What to produce = Copy every line below precisely, leaving nothing out.

· · · · · · ·

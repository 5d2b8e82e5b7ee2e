//! Reservation site client error types.

use crate::domain::{InvalidStationKeyword, QueryError};

/// Errors that can occur when talking to the reservation site.
#[derive(Debug, thiserror::Error)]
pub enum KyushuError {
    /// HTTP request failed
    #[error("HTTP error: {0}")]
    Http(#[from] reqwest::Error),

    /// Site returned an error status
    #[error("API error {status}: {message}")]
    Api { status: u16, message: String },

    /// Failed to parse response JSON
    #[error("JSON parse error: {message}")]
    Json { message: String },

    /// Homepage carried no transaction token
    #[error("no transaction token on the homepage")]
    MissingToken,

    /// Site rendered an error page instead of results
    #[error("site error: {0}")]
    Site(String),

    /// Station search keyword was rejected before sending
    #[error(transparent)]
    Keyword(#[from] InvalidStationKeyword),

    /// Search query was rejected before sending
    #[error(transparent)]
    Query(#[from] QueryError),
}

· · · · · · ·

Task output =
repository 5d2b8e82e5b7ee2e
//! Reservation site client error types.

use crate::domain::{InvalidStationKeyword, QueryError};

/// Errors that can occur when talking to the reservation site.
#[derive(Debug, thiserror::Error)]
pub enum KyushuError {
    /// HTTP request failed
    #[error("HTTP error: {0}")]
    Http(#[from] reqwest::Error),

    /// Site returned an error status
    #[error("API error {status}: {message}")]
    Api { status: u16, message: String },

    /// Failed to parse response JSON
    #[error("JSON parse error: {message}")]
    Json { message: String },

    /// Homepage carried no transaction token
    #[error("no transaction token on the homepage")]
    MissingToken,

    /// Site rendered an error page instead of results
    #[error("site error: {0}")]
    Site(String),

    /// Station search keyword was rejected before sending
    #[error(transparent)]
    Keyword(#[from] InvalidStationKeyword),

    /// Search query was rejected before sending
    #[error(transparent)]
    Query(#[from] QueryError),
}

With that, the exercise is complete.